Required work: Across the records, count every line that includes "http" and give the number by itself.

Data to use:
───

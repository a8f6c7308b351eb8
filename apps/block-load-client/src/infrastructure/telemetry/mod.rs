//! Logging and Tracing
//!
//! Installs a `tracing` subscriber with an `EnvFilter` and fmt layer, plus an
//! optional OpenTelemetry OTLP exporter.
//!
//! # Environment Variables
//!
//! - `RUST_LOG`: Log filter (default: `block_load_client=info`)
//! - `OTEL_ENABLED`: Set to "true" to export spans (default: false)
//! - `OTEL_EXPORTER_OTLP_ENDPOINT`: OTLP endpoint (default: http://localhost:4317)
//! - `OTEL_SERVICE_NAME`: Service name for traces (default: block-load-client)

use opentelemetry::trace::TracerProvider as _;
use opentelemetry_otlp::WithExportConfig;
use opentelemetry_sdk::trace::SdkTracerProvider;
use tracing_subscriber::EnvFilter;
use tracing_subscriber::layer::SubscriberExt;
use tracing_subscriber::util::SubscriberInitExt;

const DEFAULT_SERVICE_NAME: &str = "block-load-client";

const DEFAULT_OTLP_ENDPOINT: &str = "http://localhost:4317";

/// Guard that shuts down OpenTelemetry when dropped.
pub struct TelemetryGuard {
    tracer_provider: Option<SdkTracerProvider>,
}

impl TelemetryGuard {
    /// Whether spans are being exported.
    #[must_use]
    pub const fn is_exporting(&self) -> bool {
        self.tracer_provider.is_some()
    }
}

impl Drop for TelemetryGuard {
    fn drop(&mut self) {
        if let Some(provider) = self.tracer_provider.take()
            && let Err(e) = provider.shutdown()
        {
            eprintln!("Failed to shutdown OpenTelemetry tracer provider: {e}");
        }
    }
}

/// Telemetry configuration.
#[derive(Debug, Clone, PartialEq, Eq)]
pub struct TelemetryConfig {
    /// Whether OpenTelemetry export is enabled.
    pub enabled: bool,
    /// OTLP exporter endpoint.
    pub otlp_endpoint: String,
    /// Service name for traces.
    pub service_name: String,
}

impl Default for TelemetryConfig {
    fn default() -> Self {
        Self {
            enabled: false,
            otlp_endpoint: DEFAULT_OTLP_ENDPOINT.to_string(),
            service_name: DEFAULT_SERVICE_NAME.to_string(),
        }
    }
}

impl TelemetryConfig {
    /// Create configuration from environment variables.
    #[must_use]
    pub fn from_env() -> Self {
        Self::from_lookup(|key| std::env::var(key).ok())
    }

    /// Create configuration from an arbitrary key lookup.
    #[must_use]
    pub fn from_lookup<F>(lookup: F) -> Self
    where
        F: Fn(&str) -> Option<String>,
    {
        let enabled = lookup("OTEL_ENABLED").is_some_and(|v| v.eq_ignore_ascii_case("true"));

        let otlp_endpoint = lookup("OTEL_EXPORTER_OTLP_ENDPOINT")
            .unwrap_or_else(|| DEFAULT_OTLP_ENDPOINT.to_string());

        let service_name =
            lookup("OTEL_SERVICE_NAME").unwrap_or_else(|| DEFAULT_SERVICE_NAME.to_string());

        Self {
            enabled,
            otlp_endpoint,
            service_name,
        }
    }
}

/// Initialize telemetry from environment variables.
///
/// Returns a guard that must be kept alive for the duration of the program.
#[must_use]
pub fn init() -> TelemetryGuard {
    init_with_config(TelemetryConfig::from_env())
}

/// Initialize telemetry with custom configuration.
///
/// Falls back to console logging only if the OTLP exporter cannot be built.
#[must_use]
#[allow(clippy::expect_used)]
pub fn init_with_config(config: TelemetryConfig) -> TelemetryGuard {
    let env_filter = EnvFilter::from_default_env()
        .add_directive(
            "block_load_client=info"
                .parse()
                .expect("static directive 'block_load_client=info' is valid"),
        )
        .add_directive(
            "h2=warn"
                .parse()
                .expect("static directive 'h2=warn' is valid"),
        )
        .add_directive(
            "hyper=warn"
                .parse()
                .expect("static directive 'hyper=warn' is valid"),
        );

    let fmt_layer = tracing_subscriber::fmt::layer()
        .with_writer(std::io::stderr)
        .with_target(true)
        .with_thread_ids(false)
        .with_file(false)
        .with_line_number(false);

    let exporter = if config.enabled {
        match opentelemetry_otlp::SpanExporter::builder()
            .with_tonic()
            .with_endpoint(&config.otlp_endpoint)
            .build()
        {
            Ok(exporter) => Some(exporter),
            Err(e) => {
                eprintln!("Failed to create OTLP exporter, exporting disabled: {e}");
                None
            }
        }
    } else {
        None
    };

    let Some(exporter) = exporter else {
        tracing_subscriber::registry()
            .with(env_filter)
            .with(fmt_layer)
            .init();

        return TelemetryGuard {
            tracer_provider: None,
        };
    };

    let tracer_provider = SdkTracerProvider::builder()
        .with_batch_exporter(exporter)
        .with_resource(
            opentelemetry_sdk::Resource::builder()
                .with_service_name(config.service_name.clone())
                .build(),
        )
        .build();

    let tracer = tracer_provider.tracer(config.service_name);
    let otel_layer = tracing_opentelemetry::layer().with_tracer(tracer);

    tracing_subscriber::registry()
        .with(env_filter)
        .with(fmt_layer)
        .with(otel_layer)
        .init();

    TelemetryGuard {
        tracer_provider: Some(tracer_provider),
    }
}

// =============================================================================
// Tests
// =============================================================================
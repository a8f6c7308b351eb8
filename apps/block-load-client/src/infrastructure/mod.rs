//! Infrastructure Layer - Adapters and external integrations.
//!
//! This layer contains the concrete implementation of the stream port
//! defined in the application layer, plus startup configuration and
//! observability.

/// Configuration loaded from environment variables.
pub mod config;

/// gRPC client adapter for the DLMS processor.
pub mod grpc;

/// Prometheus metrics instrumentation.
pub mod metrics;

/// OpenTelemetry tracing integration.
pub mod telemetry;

───

The answer: 2